→ **THE TASK**:
Give again, unchanged, the line that contains "fn values_equal(left: &Value, right: &Value)" together with every line that follows it until the entries end.

Saved entries
-=-=-=-=-

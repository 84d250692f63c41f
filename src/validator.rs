//! Named validation rules evaluated against a value and the current state.

use crate::document::{Repos, Rule, ValidatorDefinition};
use crate::error::TaskError;
use crate::path::PathEvaluator;
use crate::state::StateTree;
use crate::template;
use regex::Regex;
use serde_json::Value;

/// Evaluates validators from the document against one state tree.
pub struct Checker<'a> {
    repos: &'a Repos,
    state: &'a StateTree,
    evaluator: &'a dyn PathEvaluator,
}

impl<'a> Checker<'a> {
    pub fn new(repos: &'a Repos, state: &'a StateTree, evaluator: &'a dyn PathEvaluator) -> Self {
        Self {
            repos,
            state,
            evaluator,
        }
    }

    fn definition(&self, name: &str) -> Result<&'a ValidatorDefinition, TaskError> {
        self.repos
            .validators
            .get(name)
            .ok_or_else(|| TaskError::UnknownValidator(name.to_string()))
    }

    /// Returns whether the named validator passes for `value`.
    ///
    /// `value` is the component's own value; validators with a `value_path`
    /// read from the state instead.
    pub fn passes(&self, name: &str, value: Option<&Value>) -> Result<bool, TaskError> {
        let definition = self.definition(name)?;
        let subject = match &definition.value_path {
            Some(path) => self.first_match(path)?,
            None => value.cloned().unwrap_or(Value::Null),
        };
        let expected = match &definition.validator_key {
            Some(path) => self.first_match(path)?,
            None => definition.validator_value.clone(),
        };
        let outcome = apply_rule(name, definition.rule, &subject, &expected)?;
        Ok(outcome == definition.valid_when)
    }

    /// True when every named validator passes. An empty list passes.
    pub fn all_pass(&self, names: &[String], value: Option<&Value>) -> Result<bool, TaskError> {
        for name in names {
            if !self.passes(name, value)? {
                return Ok(false);
            }
        }
        Ok(true)
    }

    /// True when at least one named validator passes.
    pub fn any_pass(&self, names: &[String], value: Option<&Value>) -> Result<bool, TaskError> {
        for name in names {
            if self.passes(name, value)? {
                return Ok(true);
            }
        }
        Ok(false)
    }

    /// Rendered messages of every named validator that fails, in order.
    pub fn failures(&self, names: &[String], value: Option<&Value>) -> Result<Vec<String>, TaskError> {
        let mut messages = Vec::new();
        for name in names {
            if !self.passes(name, value)? {
                messages.push(self.message(name)?);
            }
        }
        Ok(messages)
    }

    pub fn message(&self, name: &str) -> Result<String, TaskError> {
        let definition = self.definition(name)?;
        Ok(template::render(
            &definition.message.template,
            self.state,
            self.evaluator,
        )?)
    }

    fn first_match(&self, path: &str) -> Result<Value, TaskError> {
        Ok(self
            .evaluator
            .get(self.state, path)?
            .into_iter()
            .next()
            .unwrap_or(Value::Null))
    }
}

fn apply_rule(name: &str, rule: Rule, subject: &Value, expected: &Value) -> Result<bool, TaskError> {
    let outcome = match rule {
        Rule::IsLength => {
            let length = text_length(subject);
            let (min, max) = match expected {
                Value::Object(bounds) => (
                    bounds.get("min").and_then(Value::as_u64).unwrap_or(0),
                    bounds.get("max").and_then(Value::as_u64),
                ),
                other => (other.as_u64().unwrap_or(0), None),
            };
            length >= min && max.is_none_or(|m| length <= m)
        }
        Rule::Equals => values_equal(subject, expected),
        Rule::NotEquals => !values_equal(subject, expected),
        Rule::GreaterThan => compare(subject, expected).is_some_and(|o| o.is_gt()),
        Rule::LessThan => compare(subject, expected).is_some_and(|o| o.is_lt()),
        Rule::Matches => {
            let pattern = expected.as_str().ok_or_else(|| TaskError::InvalidRule {
                validator: name.to_string(),
                message: "'matches' needs a string pattern".to_string(),
            })?;
            let regex = Regex::new(pattern).map_err(|e| TaskError::InvalidRule {
                validator: name.to_string(),
                message: e.to_string(),
            })?;
            subject.as_str().is_some_and(|s| regex.is_match(s))
        }
    };
    Ok(outcome)
}

fn text_length(value: &Value) -> u64 {
    let length = match value {
        Value::Null => 0,
        Value::String(s) => s.chars().count(),
        Value::Array(items) => items.len(),
        other => other.to_string().chars().count(),
    };
    length as u64
}

fn as_number(value: &Value) -> Option<f64> {
    match value {
        Value::Number(n) => n.as_f64(),
        Value::String(s) => s.trim().parse().ok(),
        _ => None,
    }
}

/// Equality that treats `1` and `1.0` as the same number.
fn values_equal(left: &Value, right: &Value) -> bool {
    match (left, right) {
        (Value::Number(l), Value::Number(r)) => l.as_f64() == r.as_f64(),
        _ => left == right,
    }
}

fn compare(left: &Value, right: &Value) -> Option<std::cmp::Ordering> {
    as_number(left)?.partial_cmp(&as_number(right)?)
}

-=-=-=-=-

→ **TASK SOLUTION**:
fn values_equal(left: &Value, right: &Value) -> bool {
    match (left, right) {
        (Value::Number(l), Value::Number(r)) => l.as_f64() == r.as_f64(),
        _ => left == right,
    }
}

fn compare(left: &Value, right: &Value) -> Option<std::cmp::Ordering> {
    as_number(left)?.partial_cmp(&as_number(right)?)
}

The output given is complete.